Indian playback singer (born 1991)

Aastha Gill (born 24 June 1991) is an Indian singer and songwriter known for her work in Bollywood and Punjabi pop music. She gained popularity for her contributions to film soundtracks, including "Dhup Chik" from Fugly (2014), "Abhi Toh Party Shuru Hui Hai" from Khoobsurat (2014) and "DJ Wale Babu" (2015). Aastha has also released several successful singles and collaborated with various artists.

== Early life and education ==
Aastha was born to Jaspal Singh and raised in Delhi, India. She worked in a recording studio from a young age but initially did not envision a career in the music industry.
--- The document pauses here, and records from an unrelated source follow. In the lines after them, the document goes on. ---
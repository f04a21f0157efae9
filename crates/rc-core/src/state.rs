//! Refrigerant-state tags and the particles that carry them.

use core::fmt;

/// Refrigerant condition flowing through a pipe.
#[derive(Debug, Clone, Copy, PartialEq, Eq, Hash)]
#[cfg_attr(feature = "serde", derive(serde::Serialize, serde::Deserialize))]
#[cfg_attr(feature = "serde", serde(rename_all = "kebab-case"))]
pub enum RefrigerantState {
    ColdLiquid,
    ColdGas,
    HotGas,
    HotLiquid,
}

impl RefrigerantState {
    pub fn is_liquid(self) -> bool {
        matches!(self, RefrigerantState::ColdLiquid | RefrigerantState::HotLiquid)
    }

    /// Stable tag used by renderers for styling.
    pub fn tag(self) -> &'static str {
        match self {
            RefrigerantState::ColdLiquid => "cold-liquid",
            RefrigerantState::ColdGas => "cold-gas",
            RefrigerantState::HotGas => "hot-gas",
            RefrigerantState::HotLiquid => "hot-liquid",
        }
    }

    /// Short caption shown over a pipe.
    pub fn caption(self) -> &'static str {
        match self {
            RefrigerantState::ColdLiquid => "COLD LIQUID",
            RefrigerantState::ColdGas => "COLD GAS",
            RefrigerantState::HotGas => "HOT GAS",
            RefrigerantState::HotLiquid => "HOT LIQUID",
        }
    }
}

impl fmt::Display for RefrigerantState {
    fn fmt(&self, f: &mut fmt::Formatter<'_>) -> fmt::Result {
        f.write_str(self.tag())
    }
}

/// Ephemeral visual token travelling along an active pipe.
#[derive(Debug, Clone, Copy, PartialEq)]
#[cfg_attr(feature = "serde", derive(serde::Serialize, serde::Deserialize))]
pub struct Particle {
    /// Curve parameter in [0, 1].
    pub progress: f64,
    pub speed: f64,
    pub size: f64,
    /// Streak length in pixels; long for liquids, short for gas puffs.
    pub length: f64,
    pub state: RefrigerantState,
}

impl Particle {
    pub fn is_finished(&self) -> bool {
        self.progress > 1.0
    }
}

#[cfg(test)]
mod tests {
    use super::*;

    #[test]
    fn liquid_flags() {
        assert!(RefrigerantState::ColdLiquid.is_liquid());
        assert!(RefrigerantState::HotLiquid.is_liquid());
        assert!(!RefrigerantState::HotGas.is_liquid());
        assert!(!RefrigerantState::ColdGas.is_liquid());
    }

    #[test]
    fn particle_finishes_past_one() {
        let mut p = Particle {
            progress: 1.0,
            speed: 1.0,
            size: 1.0,
            length: 6.0,
            state: RefrigerantState::ColdGas,
        };
        assert!(!p.is_finished());
        p.progress = 1.0001;
        assert!(p.is_finished());
    }
}
//! Animation framework for coldloop cycles.
//!
//! Provides:
//! - Four-phase driver selecting the active pipe and refrigerant state
//! - Particle stream spawning and retiring flow tokens on the active pipe
//! - Virtual-clock timeline for cancellable periodic ticks

pub mod error;
pub mod particles;
pub mod phase;
pub mod timeline;

// Re-exports for public API
pub use error::{SimError, SimResult};
pub use particles::{
    GAS_SPAWN_PROBABILITY, LIQUID_SPAWN_PROBABILITY, PROGRESS_DIVISOR, ParticleConfig,
    ParticleStream, particle_position,
};
pub use phase::{Phase, PhaseDriver, TickOutcome};
pub use timeline::{RunFlag, Task, Timeline};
Despite having a passion for music, Aastha pursued a more conventional career path. She completed a bachelor's degree in journalism from Vivekananda School of Journalism and Mass Communication, New Delhi, and subsequently worked at an advertising firm and a news channel. Aastha's transition to a music career began when rapper Raftaar, whom she knew from college, offered her the opportunity to record vocals for a Bollywood film. This led her to leave her position at the news channel and pursue music professionally. She made her debut with the song "Dhup Chik" from the film Fugly (2014).

== Career ==
Aastha made her debut with the song "Dhup Chik" from the film Fugly (2014). She gained further recognition for her vocal performance in "Abhi Toh Party Shuru Hui Hai" from the film Khoobsurat (2014). Aastha released her first independent single, "Buzz", in 2018, featuring rapper Badshah.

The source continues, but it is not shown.